Por essa história ter me marcado tanto, busquei entender um pouco mais sobre essa condição e conversei com a médica especialista em Angiologia e Cirurgia Vascular Drª Lais Palitot.

Dra Laís, já presenciei casos bem traumáticos de aborto e morte neonatal devido à trombofilia. Seria possível evitar episódios repetidos de abortos recorrentes e até mesmo complicações para a mulher e o bebê se fosse incluído no pré-natal exames de detecção dessa condição?

A investigação das trombofilias hereditárias e adquiridas não é indicada para a população geral. Isso porque o uso da profilaxia (anticoagulantes) antiparto em mulheres que têm uma trombofilia hereditária, mas nenhum histórico pessoal ou familiar de tromboembolismo venoso é controverso. Usar anticoagulante durante a gestação também apresenta riscos e ter alguma trombofilia diagnosticada não necessariamente significa que a mulher terá trombose ou aborto gestacional e nem que a trombofilia será a causa do possível aborto. Importante lembrar que a principal causa de aborto são as alterações cromossômicas. Muitas vezes, após o diagnóstico de trombofilia e tratamento adequado, acontece o aborto por várias outras causas. Eu mesma tive 2 abortos, apesar de fazer tratamento com anticogulante. Isso é realmente frustrante. Por todas essas razões, a investigação de trombofilias não deve ser feita durante exames pré-natais de todas as mulheres. 

Quais as causas e tratamento da trombofilia?

A trombofilia é uma tendência à trombose resultante de alterações hereditárias (as principais são deficiência de proteína C, proteína S e antitrombina; mutação do fator V Leiden e mutação do gene da protrombina) ou adquirida (síndrome antifosfolípide - SAF) que levam a um estado de pró-trombose, predispondo as pessoas a apresentarem trombose venosa e/ou arterial. Vários fatores de risco estão envolvidos  nos mecanismos fisiopatológicos que resultam na trombose. Os fatores associados à presença de uma trombofilia hereditária incluem tromboembolismo venoso (TEV) em idade menor que 40 a 50 anos de idade; uma forte história familiar de TEV, TEV em conjunto com fatores precipitantes fracos em uma idade jovem, TEVs recorrentes, e TEV em um local incomum, como o sistema nervoso central ou as veias esplâncnicas. A história de perdas fetais de repetição também deve ser considerada quando for avaliada a probabilidade de uma trombofilia. Cada trombofilia tem seu tratamento adequando.  Algumas necessitam de anticoagulação e/ou antiagregação plaquetária para o resto da vida, outras apenas durante situações de alto risco.
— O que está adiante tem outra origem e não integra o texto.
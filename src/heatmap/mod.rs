//! Heatmap remapping.
//!
//! Raw attention data rarely makes a good blend mask as-is. The remapper
//! reshapes it with a [`RemapCurve`] (or any [`RemapStrategy`]), optionally
//! inverts it, and clamps the result to [0, 1].

pub mod curve;
pub mod remapper;

pub use curve::{RemapConfig, RemapCurve, RemapStrategy};
pub use remapper::{remap, remap_with, HeatmapRemapper};
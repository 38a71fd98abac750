//! Error types for the CLI runtime.

use std::io;
use std::path::PathBuf;
use std::sync::Arc;

use thiserror::Error;

use tprof_analysis::{AnalysisError, EditError};
use tprof_config::ConfigError;
use tprof_syntax::SyntaxError;

use crate::compile_db::CompileDbError;
use crate::output::SinkError;
use crate::telemetry::TelemetryError;

#[derive(Debug, Error)]
pub(crate) enum AppError {
    #[error("{0}")]
    CliUsage(clap::Error),
    #[error("failed to load configuration: {0}")]
    LoadConfiguration(Arc<ortho_config::OrthoError>),
    #[error("failed to resolve the record workspace: {0}")]
    Workspace(#[from] ConfigError),
    #[error(transparent)]
    Telemetry(#[from] TelemetryError),
    #[error(transparent)]
    CompileDb(#[from] CompileDbError),
    #[error("failed to make '{}' absolute: {source}", path.display())]
    Absolute { path: PathBuf, source: io::Error },
    #[error("path is not valid UTF-8: {}", path.display())]
    NonUtf8Path { path: PathBuf },
    #[error(transparent)]
    Syntax(#[from] SyntaxError),
    #[error("failed to apply edits: {0}")]
    Edit(#[from] EditError),
    #[error(transparent)]
    Sink(#[from] SinkError),
    #[error("{identifier}: {source}")]
    Function {
        identifier: String,
        source: AnalysisError,
    },
}
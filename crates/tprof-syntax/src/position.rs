//! Shared position conversion helpers.
//!
//! Tree-sitter positions are zero-based. Diagnostics and fact records use
//! one-based line and column numbers.

use std::fmt;

/// A one-based line and column pair.
#[derive(Debug, Clone, Copy, PartialEq, Eq, PartialOrd, Ord, Hash)]
pub struct LineColumn {
    /// Line number (one-based).
    pub line: u32,
    /// Column number (one-based, counted in bytes).
    pub column: u32,
}

impl LineColumn {
    /// Creates a new line/column pair.
    #[must_use]
    pub const fn new(line: u32, column: u32) -> Self {
        Self { line, column }
    }
}

impl fmt::Display for LineColumn {
    fn fmt(&self, f: &mut fmt::Formatter<'_>) -> fmt::Result {
        write!(f, "{}:{}", self.line, self.column)
    }
}

/// Converts a Tree-sitter position (0-based) to one-based display coordinates.
#[must_use]
pub(crate) fn point_to_one_based(pos: tree_sitter::Point) -> LineColumn {
    LineColumn::new(saturating_one_based(pos.row), saturating_one_based(pos.column))
}

/// Converts a zero-based index to a one-based `u32`, saturating on overflow.
pub(crate) fn saturating_one_based(index: usize) -> u32 {
    // Line/column numbers will realistically never exceed u32::MAX.
    u32::try_from(index.saturating_add(1)).unwrap_or(u32::MAX)
}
É possível ter uma vida normal com essa condição? 

Sim! São várias as trombofilas, mas com o tratamento adequado é possível ter uma vida normal e sem eventos tromboembólicos.
Além deste, qual é o maior alerta entre as doenças vasculares em gestantes?

O tromboembolismo venoso com certeza é complicação vascular mais temida. De modo geral, pode-se afirmar que na gestante existe um risco seis vezes maior de ocorrência do tromboembolismo venoso. E não estou falando das gestantes com trombofilias. Tradicionalmente, o risco de trombose na gravidez é considerado maior durante o terceiro trimestre da gestação e, especialmente, no puerpério, ou seja, no período de seis semanas após o parto. Isso acontece pela  estase venosa associada ao estado de hipercoagulabilidade que ocorre durante a gestação. Além disso, a piora da insuficiência venosa, com formação de varizes, edema e dor em peso nas pernas também é bastante comum, por conta da ação hormonal e compressão dos vasos abdominais pelo útero

Em relação às doenças vasculares e a COVID-19, é possível afirmar que as gestantes entram no grupo prioritário por serem mais propensas a doenças vasculares?

Com certeza. A gestação já é considerada um fator de risco para eventos tromboembólicos, principalmente no terceiro trimestre. A COVID -19 causa diversas alterações no sistema de coagulação que aumentam ainda mais esse risco.